> _SOURCE INFORMATION_:
┄┄┄┄┄┄┄┄┄┄┄┄┄┄┄┄┄┄┄┄

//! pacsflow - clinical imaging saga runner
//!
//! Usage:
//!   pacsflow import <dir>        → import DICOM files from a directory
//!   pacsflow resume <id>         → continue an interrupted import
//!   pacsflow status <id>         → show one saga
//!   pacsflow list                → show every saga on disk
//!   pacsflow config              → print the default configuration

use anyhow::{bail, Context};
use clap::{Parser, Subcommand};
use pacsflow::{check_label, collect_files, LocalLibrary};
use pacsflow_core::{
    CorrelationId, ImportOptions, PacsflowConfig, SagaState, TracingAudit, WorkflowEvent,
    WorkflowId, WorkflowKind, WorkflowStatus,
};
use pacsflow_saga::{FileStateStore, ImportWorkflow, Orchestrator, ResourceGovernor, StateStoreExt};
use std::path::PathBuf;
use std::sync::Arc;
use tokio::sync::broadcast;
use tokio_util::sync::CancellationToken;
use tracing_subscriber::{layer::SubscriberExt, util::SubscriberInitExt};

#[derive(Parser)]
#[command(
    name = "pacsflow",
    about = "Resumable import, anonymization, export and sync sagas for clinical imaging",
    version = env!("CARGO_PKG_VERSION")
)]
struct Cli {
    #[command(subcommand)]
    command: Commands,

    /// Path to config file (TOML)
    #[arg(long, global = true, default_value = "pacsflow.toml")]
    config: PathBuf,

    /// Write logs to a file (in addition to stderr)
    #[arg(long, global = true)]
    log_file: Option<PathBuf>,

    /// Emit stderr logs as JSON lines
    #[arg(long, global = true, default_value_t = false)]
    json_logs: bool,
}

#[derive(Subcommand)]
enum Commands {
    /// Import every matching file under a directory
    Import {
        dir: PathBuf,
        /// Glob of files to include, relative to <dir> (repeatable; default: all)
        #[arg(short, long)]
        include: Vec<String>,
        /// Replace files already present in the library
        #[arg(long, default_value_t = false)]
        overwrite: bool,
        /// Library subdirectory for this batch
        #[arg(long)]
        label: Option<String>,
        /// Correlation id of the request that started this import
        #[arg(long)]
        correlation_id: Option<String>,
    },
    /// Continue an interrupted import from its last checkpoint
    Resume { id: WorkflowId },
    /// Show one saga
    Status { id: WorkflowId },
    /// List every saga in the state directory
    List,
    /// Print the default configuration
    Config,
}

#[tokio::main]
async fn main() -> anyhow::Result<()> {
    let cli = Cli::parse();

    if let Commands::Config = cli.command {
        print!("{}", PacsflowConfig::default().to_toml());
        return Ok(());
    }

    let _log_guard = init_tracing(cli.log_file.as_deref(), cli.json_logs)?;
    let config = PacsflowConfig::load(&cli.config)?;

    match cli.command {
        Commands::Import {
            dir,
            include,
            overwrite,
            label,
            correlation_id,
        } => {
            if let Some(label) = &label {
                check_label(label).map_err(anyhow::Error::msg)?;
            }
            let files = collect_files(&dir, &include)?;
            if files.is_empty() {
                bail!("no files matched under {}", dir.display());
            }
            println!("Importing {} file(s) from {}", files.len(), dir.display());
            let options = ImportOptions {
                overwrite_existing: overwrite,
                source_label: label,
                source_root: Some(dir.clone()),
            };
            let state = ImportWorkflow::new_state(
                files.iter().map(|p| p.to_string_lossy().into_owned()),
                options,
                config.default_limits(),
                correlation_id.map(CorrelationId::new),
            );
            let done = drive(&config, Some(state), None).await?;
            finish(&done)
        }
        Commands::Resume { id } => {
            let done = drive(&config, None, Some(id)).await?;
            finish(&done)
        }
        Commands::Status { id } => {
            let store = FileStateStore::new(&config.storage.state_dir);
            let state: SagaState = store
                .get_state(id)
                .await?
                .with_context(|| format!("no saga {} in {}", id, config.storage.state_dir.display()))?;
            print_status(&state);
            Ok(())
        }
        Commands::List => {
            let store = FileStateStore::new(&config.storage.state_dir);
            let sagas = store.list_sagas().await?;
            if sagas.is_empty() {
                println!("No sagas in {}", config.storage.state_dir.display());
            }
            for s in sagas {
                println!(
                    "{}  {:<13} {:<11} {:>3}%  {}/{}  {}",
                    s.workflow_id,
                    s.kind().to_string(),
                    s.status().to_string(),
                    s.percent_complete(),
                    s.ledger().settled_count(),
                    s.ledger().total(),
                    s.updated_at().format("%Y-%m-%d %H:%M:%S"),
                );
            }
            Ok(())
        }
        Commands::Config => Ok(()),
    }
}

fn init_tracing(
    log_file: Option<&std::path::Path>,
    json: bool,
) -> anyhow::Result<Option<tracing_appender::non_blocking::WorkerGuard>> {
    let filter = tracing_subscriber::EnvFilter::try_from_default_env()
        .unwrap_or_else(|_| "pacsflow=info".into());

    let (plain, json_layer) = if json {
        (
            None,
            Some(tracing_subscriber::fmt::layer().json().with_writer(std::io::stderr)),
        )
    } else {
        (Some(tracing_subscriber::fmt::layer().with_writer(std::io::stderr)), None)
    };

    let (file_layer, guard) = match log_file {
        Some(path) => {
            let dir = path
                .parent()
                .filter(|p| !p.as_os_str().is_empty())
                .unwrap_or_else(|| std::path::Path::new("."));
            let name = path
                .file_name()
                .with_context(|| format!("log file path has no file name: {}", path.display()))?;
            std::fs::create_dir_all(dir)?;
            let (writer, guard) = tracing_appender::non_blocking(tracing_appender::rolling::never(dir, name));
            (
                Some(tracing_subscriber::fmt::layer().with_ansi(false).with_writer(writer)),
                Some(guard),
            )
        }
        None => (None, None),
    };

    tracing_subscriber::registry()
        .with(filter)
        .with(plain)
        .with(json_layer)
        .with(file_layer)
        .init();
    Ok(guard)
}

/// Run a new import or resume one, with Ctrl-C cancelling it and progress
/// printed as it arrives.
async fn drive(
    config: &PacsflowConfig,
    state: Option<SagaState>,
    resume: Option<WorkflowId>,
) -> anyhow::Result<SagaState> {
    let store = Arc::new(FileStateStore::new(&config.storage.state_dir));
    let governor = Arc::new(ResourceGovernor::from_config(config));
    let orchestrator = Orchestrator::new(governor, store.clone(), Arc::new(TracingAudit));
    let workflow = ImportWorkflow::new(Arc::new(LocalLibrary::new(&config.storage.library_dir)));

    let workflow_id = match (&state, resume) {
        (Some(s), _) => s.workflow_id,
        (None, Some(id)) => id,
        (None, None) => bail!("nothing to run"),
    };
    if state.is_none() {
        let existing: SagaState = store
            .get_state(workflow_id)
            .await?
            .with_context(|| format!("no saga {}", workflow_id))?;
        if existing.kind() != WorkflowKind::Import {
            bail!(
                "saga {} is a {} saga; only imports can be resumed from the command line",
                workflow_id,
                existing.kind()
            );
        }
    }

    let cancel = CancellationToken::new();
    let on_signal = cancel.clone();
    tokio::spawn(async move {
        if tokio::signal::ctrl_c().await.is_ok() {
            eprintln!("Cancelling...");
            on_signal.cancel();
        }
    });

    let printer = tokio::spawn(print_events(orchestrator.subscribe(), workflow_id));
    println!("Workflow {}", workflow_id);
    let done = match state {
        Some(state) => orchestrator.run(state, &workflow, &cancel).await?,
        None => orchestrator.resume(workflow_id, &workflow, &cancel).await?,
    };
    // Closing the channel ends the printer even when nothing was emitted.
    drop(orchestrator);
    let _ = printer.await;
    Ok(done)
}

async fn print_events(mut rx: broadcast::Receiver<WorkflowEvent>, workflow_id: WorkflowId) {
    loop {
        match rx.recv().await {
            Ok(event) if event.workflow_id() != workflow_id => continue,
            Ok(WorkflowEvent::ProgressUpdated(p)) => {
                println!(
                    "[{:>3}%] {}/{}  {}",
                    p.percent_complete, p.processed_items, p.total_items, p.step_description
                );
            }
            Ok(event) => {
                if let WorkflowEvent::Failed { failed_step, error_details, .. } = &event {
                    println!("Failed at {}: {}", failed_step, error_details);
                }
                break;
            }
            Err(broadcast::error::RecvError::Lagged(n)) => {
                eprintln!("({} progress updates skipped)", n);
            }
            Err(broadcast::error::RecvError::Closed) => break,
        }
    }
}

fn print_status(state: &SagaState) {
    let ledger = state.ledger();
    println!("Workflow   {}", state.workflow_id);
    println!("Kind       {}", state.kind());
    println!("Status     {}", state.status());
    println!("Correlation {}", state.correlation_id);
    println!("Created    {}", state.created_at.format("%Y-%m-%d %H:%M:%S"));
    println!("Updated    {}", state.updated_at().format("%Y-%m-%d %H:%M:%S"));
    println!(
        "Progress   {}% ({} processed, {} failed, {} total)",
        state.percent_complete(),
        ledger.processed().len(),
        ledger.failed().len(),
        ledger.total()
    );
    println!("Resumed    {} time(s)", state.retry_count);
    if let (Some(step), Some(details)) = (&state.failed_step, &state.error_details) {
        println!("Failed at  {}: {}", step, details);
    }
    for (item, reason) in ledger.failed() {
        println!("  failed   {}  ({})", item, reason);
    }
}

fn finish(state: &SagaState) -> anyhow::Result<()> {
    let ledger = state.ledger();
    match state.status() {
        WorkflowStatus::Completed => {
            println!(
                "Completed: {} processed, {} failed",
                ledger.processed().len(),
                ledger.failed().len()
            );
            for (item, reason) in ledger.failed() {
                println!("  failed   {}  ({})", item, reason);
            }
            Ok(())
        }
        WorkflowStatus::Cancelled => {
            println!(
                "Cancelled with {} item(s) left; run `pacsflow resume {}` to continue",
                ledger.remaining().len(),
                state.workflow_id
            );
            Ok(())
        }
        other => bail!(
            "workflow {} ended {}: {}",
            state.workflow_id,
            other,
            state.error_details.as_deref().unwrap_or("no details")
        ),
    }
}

┄┄┄┄┄┄┄┄┄┄┄┄┄┄┄┄┄┄┄┄

> _PROBLEM TO SOLVE_:
Count how many lines of the entries contain the word "LocalLibrary"; only the number should appear in the reply.

> _ANSWER BOX_:
2